凉州城外的夜,被千百堆篝火烧得滚烫。
空气中弥漫着令人口乾舌燥的孜然味丶浓烈的酒香,还有那种混合了金钱与汗水的独特气息。这不是一场简单的庆功宴,这是一场足以载入丝绸之路史册的狂欢。
李恪坐在一张铺满白虎皮的太师椅上,手里摇晃着盛满葡萄美酒的夜光杯,目光慵懒地扫视着眼前这魔幻的一幕。
曾经在战场上杀红了眼的凉州守军,此刻正勾着突厥牧民的肩膀,在那儿划拳拼酒。
「五魁首啊!六六六!」
「喝!不喝是孙子!」
汉话丶突厥话丶还有夹杂着西域口音的胡语,在这个夜晚奇迹般地融合在了一起。没有什麽家国雠恨,只有「这一杯敬明天」丶「那一杯敬羊毛」。

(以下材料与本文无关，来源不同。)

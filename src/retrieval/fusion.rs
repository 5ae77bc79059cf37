use super::*;

/// `w_path·s_path + w_short·s_short + w_title·s_title + w_bm25·s_bm25 + w_vec·s_vec`.
pub fn fused_score(weights: &WeightVector, candidate: &RetrievalCandidate) -> f64 {
    weights.w_path * candidate.s_path
        + weights.w_short * candidate.s_short
        + weights.w_title * candidate.s_title
        + weights.w_bm25 * candidate.s_bm25
        + weights.w_vec * candidate.s_vec
}

/// Accumulates channel rows into retrieval units in first-seen order.
#[derive(Debug, Default)]
pub(super) struct Fusion {
    units: Vec<RetrievalCandidate>,
    by_key: HashMap<String, usize>,
    path_scores: HashMap<String, f64>,
}

impl Fusion {
    pub(super) fn absorb(&mut self, channel: Channel, rows: Vec<IndexRow>) {
        for row in rows {
            let score = if row.score.is_finite() {
                row.score.clamp(0.0, 1.0)
            } else {
                0.0
            };

            if channel == Channel::Path {
                let file_key = normalize_path_key(&row.file_path);
                let best = self.path_scores.entry(file_key).or_insert(0.0);
                *best = best.max(score);
            }

            let slot = self.unit_slot(&row);
            let unit = &mut self.units[slot];
            let component = match channel {
                Channel::Path => &mut unit.s_path,
                Channel::Short => &mut unit.s_short,
                Channel::Title => &mut unit.s_title,
                Channel::Bm25 => &mut unit.s_bm25,
                Channel::Vector => &mut unit.s_vec,
            };
            *component = component.max(score);

            if unit.snippet.is_none() {
                unit.snippet = row.snippet;
            }
            if row.modified_at > unit.modified_at {
                unit.modified_at = row.modified_at;
            }
        }
    }

    fn unit_slot(&mut self, row: &IndexRow) -> usize {
        let key = match row.chunk_id.as_deref() {
            Some(chunk_id) => format!("chunk:{chunk_id}"),
            None => format!(
                "file:{}#{}",
                normalize_path_key(&row.file_path),
                row.chunk_index.unwrap_or(0)
            ),
        };

        if let Some(slot) = self.by_key.get(&key) {
            return *slot;
        }

        let slot = self.units.len();
        self.units.push(RetrievalCandidate {
            file_path: row.file_path.clone(),
            chunk_id: row.chunk_id.clone(),
            chunk_index: row.chunk_index,
            ..RetrievalCandidate::default()
        });
        self.by_key.insert(key, slot);
        slot
    }

    /// Path scores are file-level: every unit of a file carries the file's
    /// best path score.
    pub(super) fn into_candidates(self) -> Vec<RetrievalCandidate> {
        let Fusion {
            mut units,
            path_scores,
            ..
        } = self;

        for unit in units.iter_mut() {
            if let Some(score) = path_scores.get(&normalize_path_key(&unit.file_path)) {
                unit.s_path = unit.s_path.max(*score);
            }
        }
        units
    }
}
use std::collections::BTreeSet;

use serde::Serialize;

use crate::model::UNTAGGED;
use crate::util::condense_whitespace;

const SHORT_QUERY_MAX_TERMS: usize = 6;
const TITLE_QUERY_MAX_TERMS: usize = 4;
const TITLE_TERM_MIN_CHARS: usize = 4;

const STOPWORDS: &[&str] = &[
    "a", "about", "an", "and", "are", "as", "at", "be", "by", "can", "do", "does", "for",
    "from", "how", "i", "in", "is", "it", "me", "of", "on", "or", "should", "show", "that",
    "the", "this", "to", "we", "what", "when", "where", "which", "who", "why", "with", "you",
];

const MAX_EXTENSION_CHARS: usize = 8;

#[derive(Debug, Clone, PartialEq, Eq, Serialize)]
pub struct ChannelQuerySet {
    pub short: String,
    pub title: String,
    pub bm25: String,
    pub fname_regex: Option<String>,
    pub cold_start: bool,
}

/// Derives every channel's query text from `(query, tag)` alone.
/// `tuned_tags` lists tags with a stored weight or limit override.
pub fn build_channel_queries(query: &str, tag: &str, tuned_tags: &BTreeSet<String>) -> ChannelQuerySet {
    let bm25 = condense_whitespace(query);
    let terms = significant_terms(&bm25);

    let short = if terms.is_empty() {
        bm25.to_lowercase()
    } else {
        terms
            .iter()
            .take(SHORT_QUERY_MAX_TERMS)
            .cloned()
            .collect::<Vec<String>>()
            .join(" ")
    };

    let title_terms = terms
        .iter()
        .filter(|term| term.chars().count() >= TITLE_TERM_MIN_CHARS)
        .take(TITLE_QUERY_MAX_TERMS)
        .cloned()
        .collect::<Vec<String>>();
    let title = if title_terms.is_empty() {
        short.clone()
    } else {
        title_terms.join(" ")
    };

    let tag = tag.trim();
    let cold_start = tag.is_empty() || tag == UNTAGGED || !tuned_tags.contains(tag);

    ChannelQuerySet {
        short,
        title,
        bm25,
        fname_regex: filename_hint_regex(query),
        cold_start,
    }
}

fn significant_terms(text: &str) -> Vec<String> {
    let mut terms = Vec::<String>::new();
    for raw in text.split(|character: char| !(character.is_alphanumeric() || character == '_')) {
        let term = raw.to_lowercase();
        if term.is_empty() || STOPWORDS.contains(&term.as_str()) || terms.contains(&term) {
            continue;
        }
        terms.push(term);
    }
    terms
}

/// Builds a case-insensitive pattern anchored at a path boundary for every
/// file-name-like token (`retry.rs`, `docs/setup.md`, `` `Cargo.toml` ``).
pub fn filename_hint_regex(query: &str) -> Option<String> {
    let mut names = Vec::<String>::new();
    for raw in query.split_whitespace() {
        let token = raw
            .trim_matches(|character: char| !(character.is_alphanumeric() || character == '_'))
            .trim_matches('/');
        if !looks_like_file_name(token) {
            continue;
        }
        let name = token.replace('\\', "/").to_lowercase();
        if !names.contains(&name) {
            names.push(name);
        }
    }

    if names.is_empty() {
        return None;
    }

    let alternatives = names
        .iter()
        .map(|name| regex::escape(name))
        .collect::<Vec<String>>()
        .join("|");
    Some(format!("(?i)(^|/)({alternatives})$"))
}

fn looks_like_file_name(token: &str) -> bool {
    let Some((stem, extension)) = token.rsplit_once('.') else {
        return false;
    };
    let file_stem = stem.rsplit(['/', '\\']).next().unwrap_or(stem);
    let stem_ok = file_stem
        .chars()
        .all(|character| character.is_alphanumeric() || matches!(character, '_' | '-' | '.'))
        && file_stem.chars().any(|character| character.is_alphabetic() || character == '_');
    let extension_ok = extension.chars().count() <= MAX_EXTENSION_CHARS
        && extension.chars().next().is_some_and(char::is_alphabetic)
        && extension.chars().all(char::is_alphanumeric);
    // Rejects abbreviations such as `e.g` and `i.e`.
    let long_enough = extension.chars().count() >= 2 || file_stem.chars().count() > 1;
    stem_ok && extension_ok && long_enough
}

在场地中央,那个被李恪亲手调教出来的「西域探戈天团」登场了。
几十名身材火辣丶穿着大胆的胡姬,伴着激昂顿挫的鼓点,跳起了那支充满侵略性的舞蹈。她们眼神犀利,舞步凌厉,每一次甩头丶每一次下腰,都像是带钩子的刀,狠狠刮过在场每一个男人的心尖。
「好!」
「带劲!」
围观的胡商和牧民们哪里见过这种阵仗?一个个眼珠子都快瞪出来了,哈喇子流了一地,把手里的铜钱丶金银像不要钱一样往台上砸。
「啧啧,这就是盛世啊。」
李恪感叹了一句,仰头饮尽杯中酒。
「盛世?我看是乱世之前的回光返照。」
一道冷冰冰的声音在耳边响起。
阿史那·云不知何时站在了他身后。她换回了一身利落的火红猎装,长发编成了几十根小辫子,发梢坠着银铃,在火光下闪烁着冷冽的光芒。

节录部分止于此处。